Une fois que l'autre personnage n'a plus accès à la vue, il imite la voix des ennemis de ce dernier et prétend défendre celui qui est caché dans le sac. Mais, il finit par lui donner des coups de bâton et le bousculer dans ce sac, censé le protéger. Scapin s'emportant dans son jeu d'acteur, alors qu'il imite les ennemis du seigneur Géronte, en oublie de surveiller le sac.

Le seigneur en est sorti et prend alors connaissance du stratagème de Scapin. Souvent, une telle scène prête à rire. La scène est alors comique. Nous avons beaucoup parlé de la comédie et non de la tragédie. Voici une scène typique de la tragédie. Ainsi, souvent un messager apparaît et conte alors la mort d'un personnage, permettant ainsi à la trame de continuer en ayant eu accès à cette information, sans avoir eu à la montrer. Après avoir étudié les personnages types, il paraissait important d'étudier les rapports que ces derniers entretiennent entre eux et leur comportement au sein des scènes.

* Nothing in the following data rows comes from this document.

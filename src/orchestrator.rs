//! Record orchestration: ledger transactions, artifact hand-off and
//! notification fan-out for every record operation.
//!
//! Each operation acquires its own ledger session, runs its transactions
//! through a private `*_in_session` step and releases the session before
//! looking at the result, so release happens exactly once on every path
//! past acquisition. Artifact and notification failures only degrade the
//! returned delivery flags.

use std::sync::Arc;
use std::time::Duration;

use chrono::{DateTime, Local, Utc};
use serde::Serialize;

use crate::artifact::{Artifact, ArtifactGenerator};
use crate::diff::{diff, ChangeSummary};
use crate::error::ServiceError;
use crate::ledger::{
    bounded, parse_record, parse_records, LedgerError, LedgerGateway, LedgerSession, Transaction,
};
use crate::models::{HealthRecord, NewRecord, Notifications, RecordUpdate};
use crate::notify::{EmailMessage, NotificationDispatcher, SmsMessage};

/// Identity reported in access notifications when the caller is anonymous.
pub const DEFAULT_ACCESSOR: &str = "System";

const RECORD_NOT_FOUND: &str = "Health record not found";

// ═══════════════════════════════════════════════════════════
// Responses
// ═══════════════════════════════════════════════════════════

#[derive(Debug, Clone, Serialize)]
#[serde(rename_all = "camelCase")]
pub struct CreateReceipt {
    pub patient_id: String,
    pub notifications: Notifications,
}

/// A queried record plus access metadata.
#[derive(Debug, Clone, Serialize)]
#[serde(rename_all = "camelCase")]
pub struct RecordAccess {
    #[serde(flatten)]
    pub record: HealthRecord,
    pub accessed_by: String,
    pub last_accessed: DateTime<Utc>,
    /// Only `sms` can be set; not part of the wire response.
    #[serde(skip)]
    pub notifications: Notifications,
}

#[derive(Debug, Clone, Serialize)]
pub struct RecordListing {
    pub count: usize,
    pub records: Vec<HealthRecord>,
    pub timestamp: DateTime<Utc>,
}

#[derive(Debug, Clone, Serialize)]
#[serde(rename_all = "camelCase")]
pub struct UpdateReceipt {
    pub patient_id: String,
    pub changes: ChangeSummary,
    pub notifications: Notifications,
}

#[derive(Debug, Clone, Serialize)]
#[serde(rename_all = "camelCase")]
pub struct DeletionReceipt {
    pub patient_id: String,
    pub deletion_time: DateTime<Utc>,
    #[serde(skip)]
    pub notifications: Notifications,
}

// ═══════════════════════════════════════════════════════════
// Orchestrator
// ═══════════════════════════════════════════════════════════

pub struct RecordOrchestrator {
    ledger: Arc<dyn LedgerGateway>,
    artifacts: Arc<dyn ArtifactGenerator>,
    notifier: NotificationDispatcher,
    timeout: Duration,
}

impl RecordOrchestrator {
    pub fn new(
        ledger: Arc<dyn LedgerGateway>,
        artifacts: Arc<dyn ArtifactGenerator>,
        notifier: NotificationDispatcher,
        timeout: Duration,
    ) -> Self {
        Self {
            ledger,
            artifacts,
            notifier,
            timeout,
        }
    }

    // ─── Create ──────────────────────────────────────────────

    pub async fn create(&self, input: NewRecord) -> Result<CreateReceipt, ServiceError> {
        let missing = input.missing_required();
        if !missing.is_empty() {
            return Err(ServiceError::missing_fields(&missing));
        }
        let patient_id = input.patient_id.as_str();

        let session = self.acquire().await?;
        let result = self
            .submit(session.as_ref(), Transaction::CreateHealthRecord, &input.ledger_args())
            .await;
        self.release(session).await;
        if let Err(e) = &result {
            tracing::error!(patient_id, error = %e, "Failed to create health record");
        }
        result?;
        tracing::info!(patient_id, "Health record created");

        let record = input.to_record();
        let email = self.artifact_for(&record).await.map(|artifact| EmailMessage {
            address: record.email.clone(),
            subject: "New Health Record Created".into(),
            body: format!(
                "Hello {name},\n\nYour new health record has been created successfully.\n\n\
                 Patient ID: {id}\nDoctor: {doctor}\n\nBest regards,\nEHR System",
                name = record.name,
                id = record.patient_id,
                doctor = record.doctor_name,
            ),
            artifact,
        });
        let sms = SmsMessage {
            to: record.phone_number.clone(),
            body: format!(
                "Hi {}, your health record was created. ID: {}. Doctor: {}",
                record.name, record.patient_id, record.doctor_name
            ),
        };

        let notifications = self
            .notifier
            .dispatch("record_creation", email, Some(sms))
            .await;

        Ok(CreateReceipt {
            patient_id: record.patient_id,
            notifications,
        })
    }

    // ─── Query ───────────────────────────────────────────────

    /// Read one record and notify the patient that it was accessed.
    pub async fn query(
        &self,
        patient_id: &str,
        accessor: Option<&str>,
    ) -> Result<RecordAccess, ServiceError> {
        if patient_id.is_empty() {
            return Err(ServiceError::missing_fields(&["patientId"]));
        }

        let session = self.acquire().await?;
        let result = self.read_record(session.as_ref(), patient_id).await;
        self.release(session).await;

        let record = result?.ok_or_else(|| ServiceError::NotFound(RECORD_NOT_FOUND.into()))?;

        let viewer = accessor
            .filter(|name| !name.is_empty())
            .unwrap_or(DEFAULT_ACCESSOR)
            .to_string();
        let sms = SmsMessage {
            to: record.phone_number.clone(),
            body: format!(
                "Your record (ID: {}) was accessed by {} on {}",
                patient_id,
                viewer,
                Local::now().format("%Y-%m-%d %H:%M:%S")
            ),
        };
        let notifications = self.notifier.dispatch("record_access", None, Some(sms)).await;
        tracing::debug!(patient_id, accessed_by = viewer.as_str(), "Health record accessed");

        Ok(RecordAccess {
            record,
            accessed_by: viewer,
            last_accessed: Utc::now(),
            notifications,
        })
    }

    pub async fn query_all(&self) -> Result<RecordListing, ServiceError> {
        let session = self.acquire().await?;
        let result = self
            .evaluate(session.as_ref(), Transaction::QueryAllHealthRecords, &[])
            .await;
        self.release(session).await;

        let records = parse_records(&result?)?;
        Ok(RecordListing {
            count: records.len(),
            records,
            timestamp: Utc::now(),
        })
    }

    // ─── Update ──────────────────────────────────────────────

    pub async fn update(&self, update: RecordUpdate) -> Result<UpdateReceipt, ServiceError> {
        if update.patient_id.is_empty() {
            return Err(ServiceError::missing_fields(&["patientId"]));
        }
        let patient_id = update.patient_id.as_str();

        let session = self.acquire().await?;
        let result = self.update_in_session(session.as_ref(), &update).await;
        self.release(session).await;
        if let Err(e) = &result {
            tracing::error!(patient_id, error = %e, "Failed to update health record");
        }
        let (before, after) = result?;

        let changes = diff(&before, &after);
        tracing::info!(patient_id, changes = %changes, "Health record updated");

        let email = self.artifact_for(&after).await.map(|artifact| EmailMessage {
            address: after.email.clone(),
            subject: "Health Record Updated".into(),
            body: format!(
                "Hi {name},\n\nYour health record was updated by {doctor}.\n\n\
                 Changes made:\n{changes}\n\nRegards,\nEHR System",
                name = after.name,
                doctor = after.doctor_name,
            ),
            artifact,
        });
        let sms = SmsMessage {
            to: after.phone_number.clone(),
            body: format!(
                "Your record was updated by Dr. {}. Changes: {}",
                after.doctor_name, changes
            ),
        };

        let notifications = self
            .notifier
            .dispatch("record_update", email, Some(sms))
            .await;

        Ok(UpdateReceipt {
            patient_id: after.patient_id,
            changes,
            notifications,
        })
    }

    async fn update_in_session(
        &self,
        session: &dyn LedgerSession,
        update: &RecordUpdate,
    ) -> Result<(HealthRecord, HealthRecord), ServiceError> {
        let patient_id = update.patient_id.as_str();
        let before = self
            .read_record(session, patient_id)
            .await?
            .ok_or_else(|| ServiceError::NotFound(RECORD_NOT_FOUND.into()))?;

        self.submit(session, Transaction::UpdateHealthRecord, &update.merged_args(&before))
            .await?;

        let after = self
            .read_record(session, patient_id)
            .await?
            .ok_or_else(|| ServiceError::NotFound(RECORD_NOT_FOUND.into()))?;
        Ok((before, after))
    }

    // ─── Delete ──────────────────────────────────────────────

    pub async fn delete(&self, patient_id: &str) -> Result<DeletionReceipt, ServiceError> {
        if patient_id.is_empty() {
            return Err(ServiceError::missing_fields(&["patientId"]));
        }

        let session = self.acquire().await?;
        let snapshot = match self.read_record(session.as_ref(), patient_id).await {
            Ok(snapshot) => snapshot,
            Err(e) => {
                tracing::warn!(patient_id, error = %e, "Pre-delete read failed, continuing");
                None
            }
        };
        let args = [patient_id.to_string()];
        let result = self
            .submit(session.as_ref(), Transaction::DeleteHealthRecord, &args)
            .await;
        self.release(session).await;
        if let Err(e) = &result {
            tracing::error!(patient_id, error = %e, "Failed to delete health record");
        }
        result?;
        tracing::info!(patient_id, "Health record deleted");

        let sms = snapshot.map(|record| SmsMessage {
            to: record.phone_number,
            body: format!(
                "Your health record (ID: {patient_id}) has been deleted from our system"
            ),
        });
        let notifications = match sms {
            Some(sms) => self.notifier.dispatch("record_deletion", None, Some(sms)).await,
            None => Notifications::default(),
        };

        Ok(DeletionReceipt {
            patient_id: patient_id.to_string(),
            deletion_time: Utc::now(),
            notifications,
        })
    }

    // ─── Ledger plumbing ─────────────────────────────────────

    async fn acquire(&self) -> Result<Box<dyn LedgerSession>, LedgerError> {
        bounded(self.timeout, "acquire", self.ledger.acquire())
            .await
            .inspect_err(|e| tracing::error!(error = %e, "Ledger session unavailable"))
    }

    /// Release never fails the operation; a hung disconnect is abandoned.
    async fn release(&self, session: Box<dyn LedgerSession>) {
        if tokio::time::timeout(self.timeout, session.release()).await.is_err() {
            tracing::warn!(secs = self.timeout.as_secs(), "Ledger session release timed out");
        }
    }

    async fn submit(
        &self,
        session: &dyn LedgerSession,
        tx: Transaction,
        args: &[String],
    ) -> Result<Vec<u8>, LedgerError> {
        bounded(self.timeout, tx.as_str(), session.submit(tx, args)).await
    }

    async fn evaluate(
        &self,
        session: &dyn LedgerSession,
        tx: Transaction,
        args: &[String],
    ) -> Result<Vec<u8>, LedgerError> {
        bounded(self.timeout, tx.as_str(), session.evaluate(tx, args)).await
    }

    async fn read_record(
        &self,
        session: &dyn LedgerSession,
        patient_id: &str,
    ) -> Result<Option<HealthRecord>, LedgerError> {
        let raw = self
            .evaluate(session, Transaction::QueryHealthRecord, &[patient_id.to_string()])
            .await?;
        parse_record(&raw)
    }

    // ─── Artifacts ───────────────────────────────────────────

    /// Render off the async runtime. Failures are logged and yield `None`.
    async fn artifact_for(&self, record: &HealthRecord) -> Option<Artifact> {
        let generator = Arc::clone(&self.artifacts);
        let snapshot = record.clone();
        match tokio::task::spawn_blocking(move || generator.generate(&snapshot)).await {
            Ok(Ok(artifact)) => {
                tracing::debug!(
                    patient_id = %record.patient_id,
                    document_id = artifact.document_id.as_str(),
                    verify = artifact.verification_url.as_str(),
                    "Artifact ready"
                );
                Some(artifact)
            }
            Ok(Err(e)) => {
                tracing::error!(
                    patient_id = %record.patient_id,
                    error = %e,
                    "Artifact generation failed"
                );
                None
            }
            Err(e) => {
                tracing::error!(
                    patient_id = %record.patient_id,
                    error = %e,
                    "Artifact task failed"
                );
                None
            }
        }
    }
}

Dans cette fiche, nous nous sommes ainsi attardés sur la scène, nous consacrant alors un peu plus au théâtre. Néanmoins, nous avons précisé que certaines scènes types peuvent aussi bien être présentes dans le roman que dans le théâtre. Dans tous les cas, comme nous l'avons expliqué dans les fiches précédentes, notamment dans la première qui définissait le terme type, les genres de l'argumentation et de la poésie ne mettant pas en scène de personnages, de récit ou de trame, sont exclus de la notion de type.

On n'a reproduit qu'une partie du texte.